Per quel che riguarda i presidi terapeutici di base a supporto delle allergopatie più comuni, come la rinite o la congiuntivite, non ci sono grandi novità farmacologiche. È, però, certamente disponibile un consistente potenziamento delle pratiche diagnostiche che può, a sua volta, consentire di prescrivere correttamente, per ciascun paziente, la terapia immunologica specifica, già impropriamente nota come “vaccino”. In effetti, gli avanzamenti offerti dalla “diagnostica molecolare” permettono di identificare la porzione dell’allergene realmente in grado di determinare in ogni soggetto allergico l’insorgenza dei sintomi. Come dire che nel “contenitore” polline esistono delle frazioni antigeniche oramai ben documentabili, effettivamente responsabili delle problematiche cliniche riconducibili all’allergia. Questo consente al medico specialista di prevedere, coerentemente con le sensibilizzazioni rilevate nel singolo paziente, una immunoterapia specifica “di precisione” e, dunque, in formulazione e composizione assolutamente personalizzate.
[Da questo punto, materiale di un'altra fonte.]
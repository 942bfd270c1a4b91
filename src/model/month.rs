use chrono::{Datelike, NaiveDate};
use serde::{Deserialize, Deserializer, Serialize, Serializer};
use std::fmt;
use std::str::FromStr;

/// A calendar month key, ordered by (year, month).
/// Serializes to a string format like "2024-03" for JSON compatibility.
#[derive(Debug, Clone, Copy, Eq, PartialEq, Ord, PartialOrd, Hash)]
pub struct Month {
    year: i32,
    month: u32,
}

impl Month {
    /// The month a date falls in.
    pub fn of(date: NaiveDate) -> Self {
        Self {
            year: date.year(),
            month: date.month(),
        }
    }

    pub fn year(&self) -> i32 {
        self.year
    }

    pub fn month(&self) -> u32 {
        self.month
    }
}

impl fmt::Display for Month {
    fn fmt(&self, f: &mut fmt::Formatter<'_>) -> fmt::Result {
        write!(f, "{:04}-{:02}", self.year, self.month)
    }
}

impl FromStr for Month {
    type Err = anyhow::Error;

    fn from_str(s: &str) -> Result<Self, Self::Err> {
        // Expected format: "2024-03"
        let s = s.trim();
        let (year, month) = s
            .split_once('-')
            .ok_or_else(|| anyhow::anyhow!("Month must be in format 'YYYY-MM', got: {s}"))?;

        let year = year
            .parse::<i32>()
            .map_err(|e| anyhow::anyhow!("Invalid year: {e}"))?;
        let month = month
            .parse::<u32>()
            .map_err(|e| anyhow::anyhow!("Invalid month: {e}"))?;

        if !(1..=12).contains(&month) {
            anyhow::bail!("Month must be between 1 and 12, got: {month}");
        }

        Ok(Month { year, month })
    }
}

impl Serialize for Month {
    fn serialize<S>(&self, serializer: S) -> Result<S::Ok, S::Error>
    where
        S: Serializer,
    {
        serializer.serialize_str(&self.to_string())
    }
}

impl<'de> Deserialize<'de> for Month {
    fn deserialize<D>(deserializer: D) -> Result<Self, D::Error>
    where
        D: Deserializer<'de>,
    {
        let s = String::deserialize(deserializer)?;
        Month::from_str(&s).map_err(serde::de::Error::custom)
    }
}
Nell’asma, poi, il campo d’azione è ancora più ampio ed in costante evoluzione. Al di là dei farmaci antistaminici, degli antileucotrieni, dei cortisonici, dei broncodilatatori, oltre che dei trattamenti inalatori con gli appositi erogatori, pure questi da personalizzare visto che, in un’ampia percentuali di casi, le somministrazioni degli spray risultano non correttamente praticate dai pazienti, nelle forme di asma grave sono disponibili degli anticorpi monoclonali, come l’omalizumab o il più recente mepolizumab, specificamente orientati contro bersagli sensibili variamente responsabili delle manifestazioni allergiche respiratorie con particolare riferimento, per quel che attiene al mepolizumab, alle forme gravi sostenute da infiammazioni eosinofile.